5	Health modelling & observability	How does telemetry roll up into healthy/degraded/unhealthy?
6	Deployment & testing	Zero-downtime deploys + continuous validation/chaos in the pipeline?
7	Security	Zero Trust without security becoming a single point of failure?
8	Operational procedures	Automated runbooks, incident response, post-incident learning loop?

Signature concept: the scale-unit and the deployment stamp

This is the structural heart of mission-critical, and the single most important idea to take away.

A deployment stamp (the Deployment Stamps pattern) is a complete, self-contained, independently deployable copy of the application and its scale-units in one region — its own compute, its own data, its own messaging, wired together and able to serve traffic entirely on its own. A scale-unit is the bundle of components within a stamp that scales together as one indivisible block — you grow capacity by adding more units, not by making one unit bigger, which sidesteps the per-resource limits any single instance eventually hits.

The architecture is then layered:

A thin global layer above all stamps: Front Door (ingress, health-based routing), global DNS, and the globally-replicated data services and shared identity. This is the only shared fate, so it is kept deliberately minimal and itself globally redundant.
Multiple regional stamps, each a full vertical slice of the application, each independently scalable and deployable, each taking live traffic.

Why this model is the backbone of mission-critical:

Fault isolation (principle #2): a stamp is a blast-radius boundary. A failure inside one stamp — a bad node pool, a saturated queue, a regional dependency outage — is contained to that stamp’s slice of traffic. The global router simply stops sending it work.
Scale around limits: every Azure resource has ceilings (throughput, connections, IPs, throttle limits). When a scale-unit approaches a limit, you deploy another unit rather than fighting the ceiling — horizontal growth with predictable headroom.
Active/active (principle #1): because each stamp is identical and self-sufficient, running them in multiple regions simultaneously is the active/active design. No special standby logic exists.
Zero-downtime deployment: because a stamp is independently deployable and disposable, you can blue/green an entire stamp — stand up a new green stamp on the new version, shift traffic to it via the global router, and retire the blue stamp. The deployment is a routing change, the safest kind, and rollback is just routing back.

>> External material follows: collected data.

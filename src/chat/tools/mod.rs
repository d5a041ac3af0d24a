//! Graph query tools offered to the model
//!
//! The model may call exactly two tools: one that returns the ontology the
//! store is built on and one that runs a SPARQL query. Tool names are mapped
//! onto the closed [`GraphTool`] enumeration before anything executes.

mod ontology;
mod sparql;

pub use ontology::OntologyProvider;
pub use sparql::{GraphDbClient, QueryResult, SparqlEndpoint};

use serde_json::{json, Value};
use std::sync::Arc;
use std::time::{Duration, Instant};

use crate::chat::domain::{tool_payload, ToolCall, ToolCallResult, ToolDefinition};
use crate::chat::error::{ChatError, ChatResult, QueryError};

/// Tools known to the orchestrator
#[derive(Debug, Clone, Copy, PartialEq, Eq)]
pub enum GraphTool {
    GetOntology,
    QueryGraphDatabase,
}

impl GraphTool {
    pub const ALL: [GraphTool; 2] = [GraphTool::GetOntology, GraphTool::QueryGraphDatabase];

    pub fn name(&self) -> &'static str {
        match self {
            GraphTool::GetOntology => "get_ontology",
            GraphTool::QueryGraphDatabase => "query_graph_database",
        }
    }

    pub fn from_name(name: &str) -> Option<Self> {
        Self::ALL.into_iter().find(|tool| tool.name() == name)
    }

    pub fn definition(&self) -> ToolDefinition {
        match self {
            GraphTool::GetOntology => ToolDefinition::new(
                self.name(),
                "Returns the ontology (classes and properties) of the knowledge graph. \
                 Call this before writing a SPARQL query.",
                json!({
                    "type": "object",
                    "properties": {},
                    "required": [],
                    "additionalProperties": false
                }),
            ),
            GraphTool::QueryGraphDatabase => ToolDefinition::new(
                self.name(),
                "Runs a SPARQL SELECT or ASK query against the knowledge graph and returns \
                 the result rows.",
                json!({
                    "type": "object",
                    "properties": {
                        "sparql_query": {
                            "type": "string",
                            "description": "A valid SPARQL query using only classes and properties from the ontology"
                        }
                    },
                    "required": ["sparql_query"],
                    "additionalProperties": false
                }),
            ),
        }
    }
}

/// A tool call whose arguments have been validated
#[derive(Debug, Clone, PartialEq, Eq)]
pub enum GraphToolCall {
    GetOntology,
    Query { sparql: String },
}

impl GraphToolCall {
    /// Map a model tool call onto a known tool with typed arguments
    pub fn parse(call: &ToolCall) -> ChatResult<Self> {
        let tool = GraphTool::from_name(&call.name)
            .ok_or_else(|| ChatError::UnknownTool(call.name.clone()))?;

        let args = call.arguments.as_object().ok_or_else(|| {
            ChatError::MalformedToolCall(format!(
                "arguments for {} are not a JSON object: {}",
                call.name,
                call.raw_arguments()
            ))
        })?;

        match tool {
            GraphTool::GetOntology => Ok(GraphToolCall::GetOntology),
            GraphTool::QueryGraphDatabase => match args.get("sparql_query") {
                Some(Value::String(sparql)) => Ok(GraphToolCall::Query {
                    sparql: sparql.clone(),
                }),
                _ => Err(ChatError::MalformedToolCall(format!(
                    "{} requires a string sparql_query argument",
                    call.name
                ))),
            },
        }
    }
}

/// Executes graph tools against a SPARQL endpoint
pub struct GraphQueryTools {
    endpoint: Arc<dyn SparqlEndpoint>,
    ontology: OntologyProvider,
    max_rows: usize,
    timeout: Duration,
}

impl GraphQueryTools {
    pub fn new(
        endpoint: Arc<dyn SparqlEndpoint>,
        ontology: OntologyProvider,
        max_rows: usize,
        timeout: Duration,
    ) -> Self {
        Self {
            endpoint,
            ontology,
            max_rows,
            timeout,
        }
    }

    /// Definitions offered to the model
    pub fn definitions(&self) -> Vec<ToolDefinition> {
        GraphTool::ALL.iter().map(GraphTool::definition).collect()
    }

    /// Ontology description
    pub async fn get_ontology(&self) -> Result<String, QueryError> {
        self.ontology.describe().await
    }

    /// Run a query and cap the rows handed back
    pub async fn execute_query(&self, sparql: &str) -> Result<QueryResult, QueryError> {
        let mut result = self.endpoint.query(sparql).await?;
        result.truncate(self.max_rows);
        Ok(result)
    }

    /// Execute one model tool call.
    ///
    /// Unknown tools and unusable arguments end the turn. Store failures are
    /// returned as a structured error payload so the model can correct itself.
    pub async fn execute(&self, call: &ToolCall) -> ChatResult<ToolCallResult> {
        let parsed = GraphToolCall::parse(call)?;
        let start = Instant::now();

        let outcome = tokio::time::timeout(self.timeout, async {
            match &parsed {
                GraphToolCall::GetOntology => self
                    .get_ontology()
                    .await
                    .map(|text| json!({ "ontology": text })),
                GraphToolCall::Query { sparql } => self
                    .execute_query(sparql)
                    .await
                    .and_then(|result| {
                        serde_json::to_value(result).map_err(|e| QueryError::Parse(e.to_string()))
                    }),
            }
        })
        .await
        .unwrap_or_else(|_| Err(QueryError::Timeout(self.timeout.as_secs())));

        let execution_time_ms = start.elapsed().as_millis() as u64;

        let (payload, success) = match outcome {
            Ok(value) => (value, true),
            Err(e) => {
                tracing::warn!(tool = %call.name, error = %e, "Graph tool failed");
                (
                    json!({ "error": { "kind": e.kind(), "message": e.to_string() } }),
                    false,
                )
            }
        };

        Ok(ToolCallResult {
            tool_call_id: call.id.clone(),
            tool_name: call.name.clone(),
            content: tool_payload(&payload),
            execution_time_ms,
            success,
        })
    }
}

The diagram above is the canonical mission-critical reference shape: a minimal global layer over independent, identical, active/active regional stamps, with a health model driving automated routing decisions. Commit this picture to memory — it is the answer to most AZ-305 reliability scenarios.

Signature concept: active/active multi-region and composite SLA maths

Mission-critical reliability is quantified, and the maths is the part most engineers get wrong. You must be able to compute a composite SLA — the realistic availability of a system built from many components — and it produces two counter-intuitive results.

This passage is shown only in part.